This generic function let user extract base information about model. The function returns a named list of class model_info that contain about package of model, version and task type. For wrappers like mlr or caret both, package and wrapper inforamtion are stored

Usage

model_info(model, is_multiclass = FALSE, ...)

# S3 method for lm model_info(model, is_multiclass = FALSE, ...)

# S3 method for randomForest model_info(model, is_multiclass = FALSE, ...)

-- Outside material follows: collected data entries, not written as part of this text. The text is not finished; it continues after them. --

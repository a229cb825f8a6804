//! 종목별 일별 매매정보 CSV (`kospi_daily/<종목명>.csv`).
//!
//! 자연 키는 (종목명, 기준일)입니다. 배치마다 파일 단위로 병합 후
//! 기준일 순으로 정렬해 다시 씁니다.

use std::collections::{BTreeMap, HashSet};
use std::path::{Path, PathBuf};

use serde::Serialize;
use stockfeed_core::KrxRow;
use tracing::{debug, warn};

use super::csv_table::{merge_dedup, parse_rows, serialize_rows};
use super::{atomic_write, list_csv_files, read_optional, safe_filename};
use crate::error::Result;

/// 종목별 파일 쓰기 결과.
#[derive(Debug, Clone, Default, PartialEq, Eq, Serialize)]
pub struct SinkWriteReport {
    /// 새로 추가된 행 수
    pub added: usize,
    /// 다시 쓴 파일 수
    pub files_written: usize,
}

/// 시장별 종목 시계열 저장소.
#[derive(Debug, Clone)]
pub struct SecuritySink {
    dir: PathBuf,
}

fn row_key(row: &KrxRow) -> Option<(String, String)> {
    let name = row.security_name().or_else(|| row.get("ISU_CD"))?;
    Some((name.to_string(), row.trade_date_compact()?))
}

fn file_stem(row: &KrxRow) -> Option<String> {
    row.security_name()
        .map(str::to_string)
        .or_else(|| row.short_code())
        .map(|name| safe_filename(&name))
}

impl SecuritySink {
    pub fn new(dir: impl Into<PathBuf>) -> Self {
        Self { dir: dir.into() }
    }

    pub fn dir(&self) -> &Path {
        &self.dir
    }

    pub fn path_for(&self, security: &str) -> PathBuf {
        self.dir.join(format!("{}.csv", safe_filename(security)))
    }

    /// 행을 종목별 파일에 병합합니다.
    ///
    /// 종목명/코드나 기준일이 없는 행은 건너뜁니다.
    pub async fn append_rows(&self, rows: Vec<KrxRow>) -> Result<SinkWriteReport> {
        let mut by_file: BTreeMap<String, Vec<KrxRow>> = BTreeMap::new();
        let mut skipped = 0usize;
        for row in rows {
            match (file_stem(&row), row_key(&row)) {
                (Some(stem), Some(_)) => by_file.entry(stem).or_default().push(row),
                _ => skipped += 1,
            }
        }
        if skipped > 0 {
            warn!(dir = %self.dir.display(), skipped, "종목명 또는 기준일 없는 행 제외");
        }

        let mut report = SinkWriteReport::default();
        for (stem, incoming) in by_file {
            let path = self.dir.join(format!("{}.csv", stem));
            let existing = match read_optional(&path).await? {
                Some(bytes) => parse_rows(&bytes)?,
                None => Vec::new(),
            };
            let before = existing.len();

            let (mut merged, added) = merge_dedup(existing, incoming, row_key);
            if added == 0 && merged.len() == before {
                continue;
            }
            merged.sort_by_key(|r| r.trade_date_compact().unwrap_or_default());

            atomic_write(&path, &serialize_rows(&merged)?).await?;
            report.added += added;
            report.files_written += 1;
        }

        debug!(
            dir = %self.dir.display(),
            added = report.added,
            files = report.files_written,
            "종목별 일별 매매정보 저장"
        );
        Ok(report)
    }

    /// 한 종목 파일 전체.
    pub async fn read_security(&self, security: &str) -> Result<Vec<KrxRow>> {
        match read_optional(&self.path_for(security)).await? {
            Some(bytes) => parse_rows(&bytes),
            None => Ok(Vec::new()),
        }
    }

    /// 모든 종목 파일의 전체 행 (파일명 순).
    pub async fn read_all(&self) -> Result<Vec<KrxRow>> {
        let mut rows = Vec::new();
        for path in list_csv_files(&self.dir).await? {
            if let Some(bytes) = read_optional(&path).await? {
                rows.extend(parse_rows(&bytes)?);
            }
        }
        Ok(rows)
    }

    /// 해당 기준일(YYYYMMDD)에 저장된 종목 단축코드 집합.
    ///
    /// 일별 매매정보가 이미 완료된 날짜의 기본정보를 이어서 수집할 때
    /// 시가총액 필터를 통과한 종목을 복원하는 데 씁니다.
    pub async fn codes_for_date(&self, yyyymmdd: &str) -> Result<HashSet<String>> {
        let codes = self
            .read_all()
            .await?
            .iter()
            .filter(|row| row.trade_date_compact().as_deref() == Some(yyyymmdd))
            .filter_map(KrxRow::short_code)
            .collect();
        Ok(codes)
    }
}

#[cfg(test)]
mod tests {
    use super::*;

    fn row(name: &str, code: &str, date: &str, close: &str) -> KrxRow {
        let mut r = KrxRow::new();
        r.insert("BAS_DD", date);
        r.insert("ISU_CD", code);
        r.insert("ISU_NM", name);
        r.insert("TDD_CLSPRC", close);
        r
    }

    #[tokio::test]
    async fn test_rows_are_grouped_merged_and_sorted() {
        let dir = tempfile::tempdir().unwrap();
        let sink = SecuritySink::new(dir.path().join("kospi_daily"));

        let report = sink
            .append_rows(vec![
                row("삼성전자", "005930", "20240215", "73000"),
                row("SK하이닉스", "000660", "20240215", "150000"),
            ])
            .await
            .unwrap();
        assert_eq!(report, SinkWriteReport { added: 2, files_written: 2 });

        let report = sink
            .append_rows(vec![
                row("삼성전자", "005930", "20240214", "72000"),
                row("삼성전자", "005930", "20240215", "99999"),
            ])
            .await
            .unwrap();
        assert_eq!(report, SinkWriteReport { added: 1, files_written: 1 });

        let saved = sink.read_security("삼성전자").await.unwrap();
        let dates: Vec<_> = saved.iter().map(|r| r.get("BAS_DD").unwrap()).collect();
        assert_eq!(dates, vec!["20240214", "20240215"]);
        // 기존 행이 우선
        assert_eq!(saved[1].get("TDD_CLSPRC"), Some("73000"));
    }

    #[tokio::test]
    async fn test_codes_for_date_scans_all_files() {
        let dir = tempfile::tempdir().unwrap();
        let sink = SecuritySink::new(dir.path());
        sink.append_rows(vec![
            row("삼성전자", "KR7005930003", "20240215", "1"),
            row("카카오", "035720", "20240214", "1"),
            row("NAVER", "035420", "20240215", "1"),
        ])
        .await
        .unwrap();

        let codes = sink.codes_for_date("20240215").await.unwrap();
        assert_eq!(codes, HashSet::from(["005930".to_string(), "035420".to_string()]));
        assert!(sink.codes_for_date("20240216").await.unwrap().is_empty());
    }

    #[tokio::test]
    async fn test_rows_without_date_are_skipped() {
        let dir = tempfile::tempdir().unwrap();
        let sink = SecuritySink::new(dir.path());
        let mut bad = row("삼성전자", "005930", "", "1");
        bad.insert("BAS_DD", "");

        let report = sink.append_rows(vec![bad]).await.unwrap();
        assert_eq!(report, SinkWriteReport::default());
        assert!(sink.read_all().await.unwrap().is_empty());
    }
}
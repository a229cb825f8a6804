//! 통합 뉴스 CSV (`news/news_merged.csv`).

use std::path::{Path, PathBuf};

use serde::Serialize;
use stockfeed_core::NewsItem;
use tracing::debug;

use super::csv_table::{merge_dedup, parse_records, serialize_records};
use super::{atomic_write, read_optional};
use crate::error::Result;

/// 통합 뉴스 파일 컬럼 (순서 고정)
pub const NEWS_COLUMNS: [&str; 5] = ["title", "link", "description", "pubDate", "keyword"];

/// 저장된 뉴스 한 페이지.
#[derive(Debug, Clone, Serialize)]
pub struct NewsPage {
    pub items: Vec<NewsItem>,
    pub total: usize,
    pub page: usize,
    pub limit: usize,
    pub has_more: bool,
}

/// 링크 기준으로 중복 제거되는 뉴스 저장소.
#[derive(Debug, Clone)]
pub struct NewsSink {
    path: PathBuf,
}

impl NewsSink {
    pub fn new(path: impl Into<PathBuf>) -> Self {
        Self { path: path.into() }
    }

    pub fn path(&self) -> &Path {
        &self.path
    }

    /// 파일이 없으면 헤더만 있는 파일을 만듭니다.
    pub async fn ensure_exists(&self) -> Result<()> {
        if read_optional(&self.path).await?.is_none() {
            let bytes = serialize_records::<NewsItem>(&NEWS_COLUMNS, &[])?;
            atomic_write(&self.path, &bytes).await?;
        }
        Ok(())
    }

    /// 저장된 전체 기사 (파일 순서).
    pub async fn read_all(&self) -> Result<Vec<NewsItem>> {
        match read_optional(&self.path).await? {
            Some(bytes) => parse_records(&bytes),
            None => Ok(Vec::new()),
        }
    }

    pub async fn count(&self) -> Result<usize> {
        Ok(self.read_all().await?.len())
    }

    /// 기존 파일과 병합해 다시 씁니다. 새로 추가된 기사 수를 돌려줍니다.
    ///
    /// 추가할 것이 없으면 파일을 건드리지 않습니다.
    pub async fn append_dedup(&self, items: Vec<NewsItem>) -> Result<usize> {
        if items.is_empty() {
            return Ok(0);
        }

        let existing = self.read_all().await?;
        let before = existing.len();
        let (merged, added) = merge_dedup(existing, items, |item: &NewsItem| {
            item.natural_key().map(str::to_string)
        });

        if added == 0 && merged.len() == before {
            return Ok(0);
        }

        let bytes = serialize_records(&NEWS_COLUMNS, &merged)?;
        atomic_write(&self.path, &bytes).await?;
        debug!(path = %self.path.display(), added, total = merged.len(), "뉴스 병합 저장");
        Ok(added)
    }

    /// 저장된 기사를 페이지 단위로 읽습니다 (page는 1부터).
    ///
    /// `query`가 있으면 제목/요약에 포함된 기사만 (대소문자 무시).
    pub async fn read_page(&self, page: usize, limit: usize, query: Option<&str>) -> Result<NewsPage> {
        let page = page.max(1);
        let limit = limit.max(1);
        let query = query.map(|q| q.trim().to_lowercase()).unwrap_or_default();

        let filtered: Vec<NewsItem> = self
            .read_all()
            .await?
            .into_iter()
            .filter(|item| item.matches_query(&query))
            .collect();

        let total = filtered.len();
        let start = (page - 1).saturating_mul(limit);
        let items: Vec<NewsItem> = filtered.into_iter().skip(start).take(limit).collect();
        let has_more = start + items.len() < total;

        Ok(NewsPage {
            items,
            total,
            page,
            limit,
            has_more,
        })
    }
}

# S3 method for svm model_info(model, is_multiclass = FALSE, ...)

# S3 method for glm model_info(model, is_multiclass = FALSE, ...)

# S3 method for lrm model_info(model, is_multiclass = FALSE, ...)

# S3 method for glmnet model_info(model, is_multiclass = FALSE, ...)

# S3 method for cv.glmnet model_info(model, is_multiclass = FALSE, ...)

# S3 method for ranger model_info(model, is_multiclass = FALSE, ...)

# S3 method for gbm model_info(model, is_multiclass = FALSE, ...)

# S3 method for model_fit model_info(model, is_multiclass = FALSE, ...)

# S3 method for train model_info(model, is_multiclass = FALSE, ...)

# S3 method for rpart model_info(model, is_multiclass = FALSE, ...)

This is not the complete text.